The 12- and 14-year-old will no longer be considered for naturalised citizenship because they have not complied with the school curriculum, authorities in Basel said.
The girls are understood to have refused to take part in school swimming lessons because boys were present and their religion forbade that form of interaction, according to USA Today. Their applications for Swiss passports have now been overturned.
Meanwhile, the father of two other girls who refused to let his daughters swim with boys was fined $4,000 swiss francs (around £2,900) by a district court in another part of the country.
Stefan Wehrle, president of the country's naturalisation committee, told TV station SRF that "whoever doesn't fulfil these conditions, violates the law and therefore cannot be naturalised."
The father, who was fined by a court in Altstaeten in the north-east of the country, had been in trouble with authorities previously for requiring his daughters to wear head veils in school, according to The Local.
In the end, his eldest daughter was granted the right to wear a veil to school by Switzerland's highest court on the grounds of religious freedom.
Parts of the Qu'ran and the collection of oral traditions laid out in the Hadith, which follow the example of the Prophet Mohammed, advise Muslims on interactions between men and women.
These include unrelated men and women avoiding physical contact and women being dressed modestly.
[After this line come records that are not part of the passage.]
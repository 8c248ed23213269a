//! Diagnostics produced by contract validation.
//!
//! This module provides the types used to report rule violations found while validating the
//! serialization contract of a type. A [`Diagnostic`] always names the catalog [`Rule`] it
//! belongs to, so downstream tooling can key off the stable rule identifier rather than the
//! rendered message.
//!
//! # Architecture
//!
//! - Each type visit produces its own `Vec<Diagnostic>`, owned by the visit.
//! - The [`Diagnostics`] container collects the results of many visits. It uses `boxcar::Vec`
//!   for lock-free append operations, so parallel visits can report into one shared sink
//!   without synchronization overhead.
//!
//! # Key Components
//!
//! - [`Diagnostics`] - Thread-safe container for diagnostic entries
//! - [`Diagnostic`] - Individual finding with rule, severity, location and message arguments
//! - [`DiagnosticSeverity`] - Severity level (Info, Warning, Error)
//! - [`DiagnosticCategory`] - Rule family the finding belongs to
//!
//! # Usage Examples
//!
//! ```rust
//! use protoscope::metadata::{
//!     diagnostics::{Diagnostic, Diagnostics},
//!     location::Location,
//!     validation::Rule,
//! };
//!
//! let diagnostics = Diagnostics::new();
//! diagnostics.push(Diagnostic::new(
//!     Rule::DuplicateFieldNumber,
//!     Location::new("Order.cs", 7, 6),
//!     vec!["3".to_string()],
//! ));
//!
//! assert!(diagnostics.has_errors());
//! for entry in diagnostics.iter() {
//!     println!("{}", entry);
//! }
//! ```
//!
//! # Thread Safety
//!
//! All types in this module are [`Send`] and [`Sync`]. Multiple threads can safely push into a
//! shared [`Diagnostics`] simultaneously.

use std::fmt::{self, Write};

use crate::metadata::{location::Location, validation::Rule};

/// Severity level of a diagnostic entry.
#[derive(Debug, Clone, Copy, PartialEq, Eq, Hash, PartialOrd, Ord)]
pub enum DiagnosticSeverity {
    /// Informational message, not necessarily a problem.
    ///
    /// Used for unusual but harmless declarations, such as overlapping reservations.
    Info,

    /// The contract is usable but probably not what the author intended.
    Warning,

    /// The contract is invalid and will be rejected by the serializer.
    Error,
}

impl fmt::Display for DiagnosticSeverity {
    fn fmt(&self, f: &mut fmt::Formatter<'_>) -> fmt::Result {
        match self {
            DiagnosticSeverity::Info => write!(f, "INFO"),
            DiagnosticSeverity::Warning => write!(f, "WARN"),
            DiagnosticSeverity::Error => write!(f, "ERROR"),
        }
    }
}

/// Rule family a diagnostic belongs to.
#[derive(Debug, Clone, Copy, PartialEq, Eq, Hash)]
pub enum DiagnosticCategory {
    /// Field numbers and names of declared members.
    Field,

    /// Resolution and uniqueness of the underlying code members.
    Member,

    /// Reserved numbers and names.
    Reservation,

    /// Declared subtype includes.
    Include,

    /// Presence of the contract marker itself.
    Contract,

    /// Construction requirements of the contract type.
    Construction,

    /// Relationship between a contract and its base type.
    Inheritance,
}

impl fmt::Display for DiagnosticCategory {
    fn fmt(&self, f: &mut fmt::Formatter<'_>) -> fmt::Result {
        match self {
            DiagnosticCategory::Field => write!(f, "Field"),
            DiagnosticCategory::Member => write!(f, "Member"),
            DiagnosticCategory::Reservation => write!(f, "Reservation"),
            DiagnosticCategory::Include => write!(f, "Include"),
            DiagnosticCategory::Contract => write!(f, "Contract"),
            DiagnosticCategory::Construction => write!(f, "Construction"),
            DiagnosticCategory::Inheritance => write!(f, "Inheritance"),
        }
    }
}

/// A single finding with its rule, rendered message and location.
#[derive(Debug, Clone, PartialEq, Eq)]
pub struct Diagnostic {
    /// Catalog rule that was violated.
    pub rule: Rule,

    /// Severity level of this diagnostic.
    pub severity: DiagnosticSeverity,

    /// Category of the violated rule.
    pub category: DiagnosticCategory,

    /// Message template rendered with `args`.
    pub message: String,

    /// Arguments matching the template placeholders.
    pub args: Vec<String>,

    /// Most specific known location of the violation.
    pub location: Location,
}

impl Diagnostic {
    /// Creates a new diagnostic for `rule`, taking severity, category and message template
    /// from the catalog.
    ///
    /// # Arguments
    ///
    /// * `rule` - Violated catalog rule
    /// * `location` - Where to report the violation
    /// * `args` - Values for the template placeholders, in order
    pub fn new(rule: Rule, location: Location, args: Vec<String>) -> Self {
        let descriptor = rule.descriptor();
        Self {
            rule,
            severity: descriptor.severity,
            category: descriptor.category,
            message: descriptor.format(&args),
            args,
            location,
        }
    }

    /// Returns the stable rule identifier, e.g. `rule-0003`.
    #[must_use]
    pub fn id(&self) -> &'static str {
        self.rule.id()
    }
}

impl fmt::Display for Diagnostic {
    fn fmt(&self, f: &mut fmt::Formatter<'_>) -> fmt::Result {
        write!(
            f,
            "[{}] {}: {} (at {})",
            self.severity,
            self.id(),
            self.message,
            self.location
        )
    }
}

/// Thread-safe container for collecting diagnostic entries.
///
/// Uses `boxcar::Vec` internally for lock-free concurrent append operations.
/// Multiple threads can safely add diagnostics simultaneously.
#[derive(Debug)]
pub struct Diagnostics {
    entries: boxcar::Vec<Diagnostic>,
}

impl Default for Diagnostics {
    fn default() -> Self {
        Self::new()
    }
}

impl Diagnostics {
    /// Creates a new empty diagnostics container.
    #[must_use]
    pub fn new() -> Self {
        Self {
            entries: boxcar::Vec::new(),
        }
    }

    /// Adds a diagnostic entry.
    pub fn push(&self, diagnostic: Diagnostic) {
        self.entries.push(diagnostic);
    }

    /// Adds every entry of `diagnostics`, preserving their order.
    pub fn extend(&self, diagnostics: impl IntoIterator<Item = Diagnostic>) {
        for diagnostic in diagnostics {
            self.entries.push(diagnostic);
        }
    }

    /// Returns true if any diagnostics have been collected.
    pub fn has_any(&self) -> bool {
        self.entries.count() > 0
    }

    /// Returns true if any error-level diagnostics have been collected.
    pub fn has_errors(&self) -> bool {
        self.entries
            .iter()
            .any(|(_, d)| d.severity == DiagnosticSeverity::Error)
    }

    /// Returns true if any warning-level diagnostics have been collected.
    pub fn has_warnings(&self) -> bool {
        self.entries
            .iter()
            .any(|(_, d)| d.severity == DiagnosticSeverity::Warning)
    }

    /// Returns the total number of diagnostics.
    pub fn count(&self) -> usize {
        self.entries.count()
    }

    fn count_severity(&self, severity: DiagnosticSeverity) -> usize {
        self.entries
            .iter()
            .filter(|(_, d)| d.severity == severity)
            .count()
    }

    /// Returns the number of error-level diagnostics.
    pub fn error_count(&self) -> usize {
        self.count_severity(DiagnosticSeverity::Error)
    }

    /// Returns the number of warning-level diagnostics.
    pub fn warning_count(&self) -> usize {
        self.count_severity(DiagnosticSeverity::Warning)
    }

    /// Returns the number of info-level diagnostics.
    pub fn info_count(&self) -> usize {
        self.count_severity(DiagnosticSeverity::Info)
    }

    /// Returns an iterator over all diagnostics in insertion order.
    pub fn iter(&self) -> impl Iterator<Item = &Diagnostic> {
        self.entries.iter().map(|(_, d)| d)
    }

    /// Returns all diagnostics reported for `rule`.
    pub fn by_rule(&self, rule: Rule) -> Vec<&Diagnostic> {
        self.iter().filter(|d| d.rule == rule).collect()
    }

    /// Returns diagnostics filtered by category.
    pub fn by_category(&self, category: DiagnosticCategory) -> Vec<&Diagnostic> {
        self.iter().filter(|d| d.category == category).collect()
    }

    /// Formats a summary of all diagnostics for display.
    pub fn summary(&self) -> String {
        let mut output = String::new();

        let _ = writeln!(
            output,
            "Diagnostics: {} error(s), {} warning(s), {} info(s)",
            self.error_count(),
            self.warning_count(),
            self.info_count()
        );

        for severity in [
            DiagnosticSeverity::Error,
            DiagnosticSeverity::Warning,
            DiagnosticSeverity::Info,
        ] {
            let mut entries = self.iter().filter(|d| d.severity == severity).peekable();
            if entries.peek().is_none() {
                continue;
            }

            let heading = match severity {
                DiagnosticSeverity::Error => "Errors",
                DiagnosticSeverity::Warning => "Warnings",
                DiagnosticSeverity::Info => "Infos",
            };
            let _ = writeln!(output, "\n{heading}:");
            for diag in entries {
                let _ = writeln!(output, "  {diag}");
            }
        }

        output
    }
}

impl fmt::Display for Diagnostics {
    fn fmt(&self, f: &mut fmt::Formatter<'_>) -> fmt::Result {
        write!(f, "{}", self.summary())
    }
}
The explicit requirement to cover the head and face is not in the Qu'ran.
The two cases in Switzerland are the latest in a series of refusals by authorities to grant immigrants citizenship for cultural reasons.
Two Muslim brothers who refused to shake hands with their female teacher on the grounds of religious restriction were soon the centre of widespread media coverage and public uproar.
The boys' father, an imam at the Basel mosque, immediately had his naturalisation request suspended by authorities, while any parent or guardian who refuses to shake a teacher's hand can now expect a $5,000 fine.
Yet the case is not always limited to instances of religious difference. The resident-led committees which lead recommendations for immigrants in their communities gaining citizenship have previously rejected applications before on the grounds of people not seeming "Swiss enough".
One immigrant family from Kosovo who had been in the country for a decade was told their tendency to wear shabby clothing in the street and not greet passersby was proof of their lack of integration.
And an American who had lived in the country for 40 years had his application refused after being unable to name any Swiss friends or nearby villages.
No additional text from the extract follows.